Pourquoi les Chiites Commémorent-ils Deux Périodes de Deuil pour la Fille du Prophète ?

La commémoration de la mort de Fatima al-Zahra, fille bien-aimée du Prophète Mahomet, est un événement majeur dans le calendrier chiite, marqué par une particularité unique : l’observation de deux périodes distinctes de deuil, connues sous le nom de « Fâtimiyya ». Cette dualité trouve son origine dans l’un des plus grands mystères de l’histoire islamique ancienne : l’incertitude concernant la date exacte de son décès. Comme l’explique l’experte Dr Faezeh Tahmasbi, cette imprécision est largement due au contexte politique tumultueux ayant suivi la mort du Prophète. Le souhait de Fatima elle-même que ses funérailles aient lieu secrètement, de nuit, pour éviter la présence des autorités au pouvoir – un acte de protestation silencieuse contre ce qu’elle considérait comme l’usurpation du califat – a contribué à brouiller les traces historiques et à laisser plusieurs dates plausibles.

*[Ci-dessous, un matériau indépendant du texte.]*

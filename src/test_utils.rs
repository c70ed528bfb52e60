// SPDX-License-Identifier: MPL-2.0
//! Test utilities for float comparisons.
//!
//! Progress values are `f64` fractions derived from `f32` readings, so exact
//! equality is the wrong tool in assertions.

pub use approx::assert_abs_diff_eq;

/// Tolerance for comparing progress fractions converted from `f32`.
pub const PROGRESS_TOLERANCE: f64 = 1e-6;
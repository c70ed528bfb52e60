// SPDX-License-Identifier: MPL-2.0
//! Centralized default values for all configuration constants.
//!
//! # Categories
//!
//! - **Default lane**: Dwell time of the single default-scenario slot
//! - **Sink**: Toast group shared by every toast of the mirror
//! - **Inbox**: Backlog size of the cross-thread event inbox that triggers a warning

// ==========================================================================
// Default Lane Defaults
// ==========================================================================

/// Time a default-scenario toast keeps the slot before it may be rotated out
/// (in milliseconds).
pub const DEFAULT_DWELL_MS: u64 = 600;

/// Minimum dwell time (in milliseconds).
pub const MIN_DWELL_MS: u64 = 100;

/// Maximum dwell time (in milliseconds).
pub const MAX_DWELL_MS: u64 = 60_000;

// ==========================================================================
// Sink Defaults
// ==========================================================================

/// Group name all toasts are filed under in the platform sink.
pub const DEFAULT_TOAST_GROUP: &str = "toast-mirror";

/// Whether popups are suppressed while the host runs fullscreen.
pub const DEFAULT_SUPPRESS_POPUPS_WHEN_FULLSCREEN: bool = true;

// ==========================================================================
// Inbox Defaults
// ==========================================================================

/// Pending platform events at which the inbox logs a backlog warning.
/// Events past it are still delivered.
pub const DEFAULT_INBOX_CAPACITY: usize = 256;

/// Minimum inbox capacity.
pub const MIN_INBOX_CAPACITY: usize = 8;

/// Maximum inbox capacity.
pub const MAX_INBOX_CAPACITY: usize = 65_536;

#[cfg(test)]
mod tests {
    use super::*;

    #[test]
    fn dwell_default_within_bounds() {
        assert!(DEFAULT_DWELL_MS >= MIN_DWELL_MS);
        assert!(DEFAULT_DWELL_MS <= MAX_DWELL_MS);
    }

    #[test]
    fn inbox_default_within_bounds() {
        assert!(DEFAULT_INBOX_CAPACITY >= MIN_INBOX_CAPACITY);
        assert!(DEFAULT_INBOX_CAPACITY <= MAX_INBOX_CAPACITY);
    }

    #[test]
    fn toast_group_is_not_empty() {
        assert!(!DEFAULT_TOAST_GROUP.is_empty());
    }
}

Au-delà de l’incertitude historique, les deux Fâtimiyya représentent une réponse religieuse et sociale profonde. D’un point de vue pratique, elles permettent à la communauté chiite de respecter toutes les dates potentielles par précaution spirituelle, afin qu’aucun jour possible ne passe sans hommage. Symboliquement, ces deux périodes sont bien plus qu’un simple rituel ; elles sont un acte de résistance contre l’oubli et la falsification perçue de l’histoire. Elles servent à raviver la mémoire de l’injustice et de la « martyrologie » de Fatima, qui, selon la croyance chiite, est morte des suites de blessures physiques et de pressions psychologiques infligées après la disparition de son père, en raison de sa défense intransigeante des droits de son époux, l’Imam Ali.
Ces jours de deuil offrent une occasion cruciale de réflexion sur son rôle politique et social. Fatima n’est pas seulement pleurée comme une figure pieuse, mais aussi comme une gardienne de la légitimité et une voix qui s’est élevée contre le pouvoir établi. Les cérémonies, les discours et les rassemblements qui ont lieu pendant les Fâtimiyya transmettent ainsi des leçons sur la justice, la résistance à l’oppression et le prix de la défense de la vérité, des messages qui résonnent puissamment à travers les générations et qui animent l’identité et la conscience collective chiites.